The notion that we have created a nation of test takers is not new. We measure, quantify, and study data during professional days. And for what? Most data collected in a contrived classroom setting is not valid and quite often the PowerPoint presentations thrust before staff compares the proverbial apples and oranges. "Look at this year's sophomore scores against last year's." Different test. Different batch of students.

It's time someone with courage changed a school mission statement to match what is really going on... data, funding, high-stakes testing.

No more archaic messages of "instilling a love for learning, appreciating a work of literature, or creating anything on your own."

The message is clear from on high.

There obviously isn't time.

There are no resources.

And most importantly, it's simply not on the test.

Sunday, January 3, 2010

2010 begins

So, another year rolls in and we're once again bombarded with the notion of creating the good 'ol New Year's Resolution.

Not happening here.
I refuse.
Totally nada.

Wait, that's not considered making a resolution, right? Just because I'm being resolute in not making a resolution does not necessarily make it a resolution.


Just for the record, that's my stand on the topic.

I came across a list of the top ten resolutions Americans make (according to the South Carolina's cold here, so I'm checking news in a warmer region of the country):

1. Spend more time with family
2. Get in shape
3. Lose weight
4. Get out of debt
5. Enjoy life more
6. Stop or control drinking
7. Quit smoking
8. Get organized
9. Learn a hobby
10. Volunteer

That's a nice list. A respectable list. Can't really argue with anything on it, I mean they are all noble pursuits, the kind that look good on resumes.

But it's the first one that kind of confounds the other's on the list.

Think about it a moment.

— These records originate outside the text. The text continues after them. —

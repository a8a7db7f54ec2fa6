//! Coordinator wiring the components over one ledger.
//!
//! Callers (CLI, API, UI bindings) issue intents here. Each intent is
//! validated against state read from the ledger, committed, and announced
//! to observers.

use crate::events::{EventBus, EventObserver};
use crate::inventory::InventoryLedger;
use crate::ledger::Ledger;
use crate::policy::{Clock, Policy, SystemClock};
use crate::registry::{DonorRegistry, DonorStatus};
use crate::requests::RequestLifecycle;
use crate::scheduling::SchedulingEngine;
use crate::types::{
    BloodGroup, BloodRequest, DonationHistoryEntry, Donor, HospitalRef, Identity,
    InventoryRecord, RequestFilter, RequestId, ScheduledDonation, Timestamp, Urgency,
};
use crate::Result;
use std::sync::Arc;

/// Entry point for every blood-donation intent
pub struct BloodBank {
    registry: Arc<DonorRegistry>,
    scheduling: SchedulingEngine,
    inventory: Arc<InventoryLedger>,
    requests: RequestLifecycle,
    events: Arc<EventBus>,
    clock: Arc<dyn Clock>,
    policy: Policy,
}

impl BloodBank {
    /// Coordinator on the wall clock with default policy
    pub fn new(ledger: Arc<dyn Ledger>) -> Self {
        Self::with_clock(ledger, Arc::new(SystemClock), Policy::default())
    }

    pub fn with_clock(ledger: Arc<dyn Ledger>, clock: Arc<dyn Clock>, policy: Policy) -> Self {
        let events = Arc::new(EventBus::new());
        let registry = Arc::new(DonorRegistry::new(
            Arc::clone(&ledger),
            Arc::clone(&events),
            policy.clone(),
        ));
        let inventory = Arc::new(InventoryLedger::new(
            Arc::clone(&ledger),
            Arc::clone(&events),
            Arc::clone(&clock),
        ));
        let scheduling = SchedulingEngine::new(
            Arc::clone(&ledger),
            Arc::clone(&events),
            Arc::clone(&clock),
            policy.clone(),
            Arc::clone(&registry),
            Arc::clone(&inventory),
        );
        let requests = RequestLifecycle::new(
            ledger,
            Arc::clone(&events),
            Arc::clone(&clock),
            policy.fulfillment,
            Arc::clone(&inventory),
        );

        Self {
            registry,
            scheduling,
            inventory,
            requests,
            events,
            clock,
            policy,
        }
    }

    pub fn subscribe(&self, observer: Arc<dyn EventObserver>) {
        self.events.subscribe(observer);
    }

    pub fn policy(&self) -> &Policy {
        &self.policy
    }

    pub fn now(&self) -> Timestamp {
        self.clock.now()
    }

    // Donors

    pub fn register_donor(&self, identity: Identity, blood_group: BloodGroup) -> Result<Donor> {
        self.registry.register_donor(identity, blood_group)
    }

    pub fn get_donor(&self, identity: &Identity) -> Result<Donor> {
        self.registry.get_donor(identity)
    }

    pub fn donors(&self) -> Result<Vec<Donor>> {
        self.registry.donors()
    }

    pub fn award_points(&self, identity: &Identity, amount: u64) -> Result<Donor> {
        self.registry.award_points(identity, amount)
    }

    pub fn donor_status(&self, identity: &Identity) -> Result<DonorStatus> {
        self.registry.donor_status(identity)
    }

    // Scheduling

    pub fn schedule_donation(
        &self,
        donor: &Identity,
        hospital: HospitalRef,
        notes: &str,
        requested_time: Timestamp,
    ) -> Result<ScheduledDonation> {
        self.scheduling
            .schedule_donation(donor, hospital, notes, requested_time)
    }

    pub fn complete_scheduled_donation(
        &self,
        donor: &Identity,
        scheduled_time: Timestamp,
    ) -> Result<ScheduledDonation> {
        self.scheduling
            .complete_scheduled_donation(donor, scheduled_time)
    }

    pub fn scheduled_donations(&self, donor: &Identity) -> Result<Vec<ScheduledDonation>> {
        self.scheduling.scheduled_donations(donor)
    }

    pub fn donation_history(&self, donor: &Identity) -> Result<Vec<DonationHistoryEntry>> {
        self.scheduling.donation_history(donor)
    }

    // Inventory

    pub fn get_units(&self, hospital: &HospitalRef, blood_group: BloodGroup) -> Result<u32> {
        self.inventory.get_units(hospital, blood_group)
    }

    pub fn adjust_units(
        &self,
        hospital: &HospitalRef,
        blood_group: BloodGroup,
        delta: i64,
    ) -> Result<InventoryRecord> {
        self.inventory.adjust_units(hospital, blood_group, delta)
    }

    pub fn set_units(
        &self,
        hospital: &HospitalRef,
        blood_group: BloodGroup,
        absolute: i64,
    ) -> Result<InventoryRecord> {
        self.inventory.set_units(hospital, blood_group, absolute)
    }

    pub fn hospital_inventory(&self, hospital: &HospitalRef) -> Result<Vec<InventoryRecord>> {
        self.inventory.hospital_inventory(hospital)
    }

    // Requests

    pub fn create_request(
        &self,
        recipient: Identity,
        hospital: HospitalRef,
        blood_group: BloodGroup,
        units: i64,
        urgency: Urgency,
    ) -> Result<BloodRequest> {
        self.requests
            .create_request(recipient, hospital, blood_group, units, urgency)
    }

    pub fn approve_request(&self, id: RequestId) -> Result<BloodRequest> {
        self.requests.approve_request(id)
    }

    pub fn fulfill_request(&self, id: RequestId) -> Result<BloodRequest> {
        self.requests.fulfill_request(id)
    }

    pub fn reject_request(&self, id: RequestId, reason: &str) -> Result<BloodRequest> {
        self.requests.reject_request(id, reason)
    }

    pub fn get_request(&self, id: RequestId) -> Result<BloodRequest> {
        self.requests.get_request(id)
    }

    pub fn list_requests(&self, filter: &RequestFilter) -> Result<Vec<BloodRequest>> {
        self.requests.list_requests(filter)
    }
}

#[cfg(test)]
mod tests {
    use super::*;
    use crate::events::RecordingObserver;
    use crate::memory::InMemoryLedger;
    use crate::policy::FixedClock;
    use chrono::{Duration, TimeZone, Utc};

    #[test]
    fn test_components_share_one_ledger_and_bus() {
        let clock = Arc::new(FixedClock::new(
            Utc.with_ymd_and_hms(2024, 7, 1, 10, 0, 0).unwrap(),
        ));
        let ledger = Arc::new(InMemoryLedger::with_clock(clock.clone()));
        let bank = BloodBank::with_clock(ledger.clone(), clock.clone(), Policy::default());
        let observer = Arc::new(RecordingObserver::new());
        bank.subscribe(observer.clone());

        let donor = Identity::from("d1");
        bank.register_donor(donor.clone(), BloodGroup::AbNegative).unwrap();
        let at = bank.now() + Duration::days(1);
        bank.schedule_donation(&donor, HospitalRef::from("h1"), "", at)
            .unwrap();
        bank.complete_scheduled_donation(&donor, at).unwrap();

        let snapshot = ledger.snapshot();
        assert_eq!(snapshot.donors[0].reward_points, 10);
        assert_eq!(snapshot.inventory[0].units, 1);
        assert_eq!(observer.events().len(), 5);
        assert_eq!(bank.policy().points_per_donation, 10);
    }

    #[test]
    fn test_default_coordinator_uses_wall_clock() {
        let bank = BloodBank::new(Arc::new(InMemoryLedger::new()));
        let before = Utc::now();
        assert!(bank.now() >= before);
        assert!(bank.donors().unwrap().is_empty());
    }
}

I mean, spending more time with the family usually means eating more, less exercise, more debt, the need to drink more, etc., you get the picture. It essentially gets in the way of the other resolutions.

I suppose one solution is to get a Wii. We decided to spend more time as a family so what better way than play video games together. The Wii-playing family looks so happy and "together" on the TV commercial.

So, for Christmas we got a Wii.

We actually got a Wii with Wii Fit Plus.

Initially I was excited about the idea. But then I stood on the electronic platform and attempted to prove my agility during the balance portion of the program.

I'm 43 years old, but after I nearly fell off the two inch high platform exercising like a Russian contortionist, the Wii Fit Plus proclaimed that I am the equivalent of a 56-year-old male.

Thanks for the pep talk Nintendo. Way to kick a guy when he's falling down.

You know what, I've changed my mind on that resolution thing.

I am going to make a resolution.

Tomorrow, I'm returning the Wii.

Happy New Year.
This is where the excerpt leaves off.